-- REQUIRED ACTION --
Copy every line from the records that holds the word "EngineError".

+ + + + + + +

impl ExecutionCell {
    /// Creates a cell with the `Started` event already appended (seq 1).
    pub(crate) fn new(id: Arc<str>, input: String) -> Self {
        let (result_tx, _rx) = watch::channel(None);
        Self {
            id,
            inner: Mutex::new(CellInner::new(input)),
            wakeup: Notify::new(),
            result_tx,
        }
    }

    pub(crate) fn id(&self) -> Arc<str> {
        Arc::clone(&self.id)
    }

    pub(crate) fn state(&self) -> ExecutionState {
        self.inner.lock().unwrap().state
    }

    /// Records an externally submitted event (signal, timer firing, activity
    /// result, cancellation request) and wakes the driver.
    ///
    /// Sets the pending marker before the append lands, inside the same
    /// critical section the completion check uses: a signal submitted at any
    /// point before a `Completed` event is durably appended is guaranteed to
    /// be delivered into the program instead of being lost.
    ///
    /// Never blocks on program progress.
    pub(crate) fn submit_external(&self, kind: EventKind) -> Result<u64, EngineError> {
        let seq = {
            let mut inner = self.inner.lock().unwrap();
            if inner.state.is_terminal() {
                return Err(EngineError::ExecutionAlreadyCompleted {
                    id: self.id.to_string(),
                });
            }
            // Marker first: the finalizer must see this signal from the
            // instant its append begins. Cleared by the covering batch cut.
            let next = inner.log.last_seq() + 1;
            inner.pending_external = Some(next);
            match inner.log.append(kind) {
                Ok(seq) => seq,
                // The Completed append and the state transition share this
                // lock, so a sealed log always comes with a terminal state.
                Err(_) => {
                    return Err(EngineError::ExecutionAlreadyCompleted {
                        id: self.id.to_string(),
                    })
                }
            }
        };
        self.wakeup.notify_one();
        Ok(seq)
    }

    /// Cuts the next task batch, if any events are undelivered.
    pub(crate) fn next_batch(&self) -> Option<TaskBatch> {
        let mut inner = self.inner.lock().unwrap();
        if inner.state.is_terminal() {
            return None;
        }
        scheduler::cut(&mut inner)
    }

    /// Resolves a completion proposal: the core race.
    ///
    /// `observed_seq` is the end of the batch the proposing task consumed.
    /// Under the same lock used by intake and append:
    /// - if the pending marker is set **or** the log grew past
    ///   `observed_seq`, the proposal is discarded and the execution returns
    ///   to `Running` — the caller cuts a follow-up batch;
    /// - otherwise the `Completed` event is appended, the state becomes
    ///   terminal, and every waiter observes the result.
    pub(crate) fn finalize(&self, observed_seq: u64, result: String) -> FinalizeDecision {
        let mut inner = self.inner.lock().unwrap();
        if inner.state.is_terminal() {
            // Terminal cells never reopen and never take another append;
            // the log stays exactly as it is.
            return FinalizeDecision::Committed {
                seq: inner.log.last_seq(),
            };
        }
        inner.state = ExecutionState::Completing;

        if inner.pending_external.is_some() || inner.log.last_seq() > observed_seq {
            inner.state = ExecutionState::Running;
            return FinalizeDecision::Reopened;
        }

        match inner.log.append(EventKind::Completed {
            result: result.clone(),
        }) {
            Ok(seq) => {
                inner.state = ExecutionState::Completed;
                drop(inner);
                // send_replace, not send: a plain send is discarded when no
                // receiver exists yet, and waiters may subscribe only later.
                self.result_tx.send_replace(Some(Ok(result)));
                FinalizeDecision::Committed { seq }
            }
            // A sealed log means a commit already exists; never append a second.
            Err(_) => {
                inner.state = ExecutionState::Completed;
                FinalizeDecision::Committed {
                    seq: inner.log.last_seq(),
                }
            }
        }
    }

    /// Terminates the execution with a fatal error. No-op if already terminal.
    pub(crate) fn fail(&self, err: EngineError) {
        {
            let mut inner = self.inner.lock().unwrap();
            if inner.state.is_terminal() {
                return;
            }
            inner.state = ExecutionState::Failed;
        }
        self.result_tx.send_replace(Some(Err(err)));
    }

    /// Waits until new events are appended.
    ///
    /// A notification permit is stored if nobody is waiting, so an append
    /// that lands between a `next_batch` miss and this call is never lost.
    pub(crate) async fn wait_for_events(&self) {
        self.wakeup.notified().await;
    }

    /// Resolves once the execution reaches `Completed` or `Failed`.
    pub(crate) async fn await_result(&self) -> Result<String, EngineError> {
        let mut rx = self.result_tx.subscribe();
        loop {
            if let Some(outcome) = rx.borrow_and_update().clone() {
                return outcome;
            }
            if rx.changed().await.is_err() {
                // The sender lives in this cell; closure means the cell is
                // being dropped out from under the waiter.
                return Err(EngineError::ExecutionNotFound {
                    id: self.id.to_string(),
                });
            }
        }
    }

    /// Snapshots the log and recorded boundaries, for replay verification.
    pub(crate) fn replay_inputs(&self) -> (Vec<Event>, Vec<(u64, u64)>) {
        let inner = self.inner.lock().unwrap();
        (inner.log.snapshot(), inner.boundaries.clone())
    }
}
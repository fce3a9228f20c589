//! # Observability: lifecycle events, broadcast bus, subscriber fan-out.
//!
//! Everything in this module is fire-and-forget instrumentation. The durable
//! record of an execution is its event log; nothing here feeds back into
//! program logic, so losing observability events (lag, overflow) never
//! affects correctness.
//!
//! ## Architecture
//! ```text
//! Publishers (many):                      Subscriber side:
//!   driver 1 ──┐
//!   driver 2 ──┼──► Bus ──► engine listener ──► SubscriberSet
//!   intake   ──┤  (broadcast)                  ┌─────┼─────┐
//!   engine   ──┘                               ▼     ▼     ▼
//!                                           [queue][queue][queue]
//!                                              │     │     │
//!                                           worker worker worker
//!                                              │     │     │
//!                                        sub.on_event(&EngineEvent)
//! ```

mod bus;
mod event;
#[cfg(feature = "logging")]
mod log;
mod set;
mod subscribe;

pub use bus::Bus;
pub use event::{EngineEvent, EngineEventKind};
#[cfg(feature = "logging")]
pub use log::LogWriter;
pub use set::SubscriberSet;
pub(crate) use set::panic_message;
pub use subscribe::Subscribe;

+ + + + + + +

-- ANSWER TO THIS EXERCISE --
    pub(crate) fn submit_external(&self, kind: EventKind) -> Result<u64, EngineError> {
                return Err(EngineError::ExecutionAlreadyCompleted {
                    return Err(EngineError::ExecutionAlreadyCompleted {
    pub(crate) fn fail(&self, err: EngineError) {
    pub(crate) async fn await_result(&self) -> Result<String, EngineError> {
                return Err(EngineError::ExecutionNotFound {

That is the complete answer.